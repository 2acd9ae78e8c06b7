//! Larder CLI: dietary substitution plans for recipes.

use clap::Parser;
use larder::logging::LoggingConfig;

#[derive(Parser, Debug)]
#[command(
    name = "larder",
    version,
    about = "Deterministic dietary substitution: one substitute that satisfies every active diet"
)]
struct Cli {
    /// Debug-level diagnostics on stderr (ignored when RUST_LOG is set)
    #[arg(short, long, global = true)]
    verbose: bool,

    #[command(subcommand)]
    command: larder::cli::Commands,
}

fn main() {
    let cli = Cli::parse();
    if let Err(e) = LoggingConfig::from_env().verbose(cli.verbose).init() {
        eprintln!("warning: {}", e);
    }
    if let Err(e) = larder::cli::dispatch(cli.command) {
        eprintln!("error: {}", e);
        std::process::exit(1);
    }
}
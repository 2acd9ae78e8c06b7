//! Core substitution logic: units, canonicalization, knowledge, resolution, planning.

pub mod canonicalizer;
pub mod knowledge;
pub mod parser;
pub mod planner;
pub mod resolver;
pub mod selector;
pub mod types;
pub mod units;
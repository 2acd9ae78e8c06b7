//! Structured logging setup.
//!
//! Diagnostics go to stderr so plan output on stdout stays machine-readable.

use std::env;
use std::fmt;
use std::io;
use tracing_subscriber::{fmt as tfmt, layer::SubscriberExt, util::SubscriberInitExt, EnvFilter};

/// Log output format options
#[derive(Debug, Clone, Copy, PartialEq, Eq)]
pub enum LogFormat {
    /// Human-friendly multi-line output
    Pretty,
    /// One line per event
    Compact,
    /// JSON lines for log collectors
    Json,
}

impl fmt::Display for LogFormat {
    fn fmt(&self, f: &mut fmt::Formatter<'_>) -> fmt::Result {
        match self {
            Self::Pretty => write!(f, "pretty"),
            Self::Compact => write!(f, "compact"),
            Self::Json => write!(f, "json"),
        }
    }
}

/// Logging configuration
#[derive(Debug, Clone)]
pub struct LoggingConfig {
    /// Filter directive (trace, debug, info, warn, error, or `target=level` lists)
    pub level: String,
    /// Output format
    pub format: LogFormat,
    /// Include source file and line numbers
    pub include_location: bool,
}

impl Default for LoggingConfig {
    fn default() -> Self {
        Self {
            level: "warn".into(),
            format: LogFormat::Compact,
            include_location: false,
        }
    }
}

impl LoggingConfig {
    /// Read `RUST_LOG`, `LARDER_LOG_FORMAT`, and `LARDER_LOG_LOCATION`.
    #[must_use]
    pub fn from_env() -> Self {
        let defaults = Self::default();
        let level = env::var("RUST_LOG").unwrap_or(defaults.level);
        let format = env::var("LARDER_LOG_FORMAT")
            .ok()
            .and_then(|v| parse_format(&v))
            .unwrap_or(defaults.format);
        Self {
            level,
            format,
            include_location: env::var("LARDER_LOG_LOCATION").is_ok_and(|v| v != "0" && v != "false"),
        }
    }

    /// Raise the level to `debug` unless an explicit filter was given.
    #[must_use]
    pub fn verbose(mut self, verbose: bool) -> Self {
        if verbose && env::var("RUST_LOG").is_err() {
            self.level = "debug".into();
        }
        self
    }

    /// Install the global subscriber.
    ///
    /// # Errors
    ///
    /// Returns an error if the filter is malformed or a subscriber is
    /// already installed.
    pub fn init(&self) -> Result<(), String> {
        let filter = EnvFilter::try_new(&self.level)
            .map_err(|e| format!("invalid log filter '{}': {}", self.level, e))?;
        let registry = tracing_subscriber::registry().with(filter);

        let result = match self.format {
            LogFormat::Json => registry
                .with(
                    tfmt::layer()
                        .json()
                        .with_file(self.include_location)
                        .with_line_number(self.include_location)
                        .with_target(true)
                        .with_writer(io::stderr),
                )
                .try_init(),
            LogFormat::Pretty => registry
                .with(
                    tfmt::layer()
                        .pretty()
                        .with_file(self.include_location)
                        .with_line_number(self.include_location)
                        .with_target(true)
                        .with_writer(io::stderr),
                )
                .try_init(),
            LogFormat::Compact => registry
                .with(
                    tfmt::layer()
                        .compact()
                        .with_file(self.include_location)
                        .with_line_number(self.include_location)
                        .with_target(false)
                        .with_writer(io::stderr),
                )
                .try_init(),
        };
        result.map_err(|e| format!("cannot install logger: {}", e))?;

        tracing::debug!(level = %self.level, format = %self.format, "logging initialized");
        Ok(())
    }
}

fn parse_format(raw: &str) -> Option<LogFormat> {
    match raw.trim().to_ascii_lowercase().as_str() {
        "json" => Some(LogFormat::Json),
        "pretty" => Some(LogFormat::Pretty),
        "compact" => Some(LogFormat::Compact),
        _ => None,
    }
}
══════════
*Work task*: Count the lines in the entries where the string "impl" appears, and report only the number.

*Your solution*: 3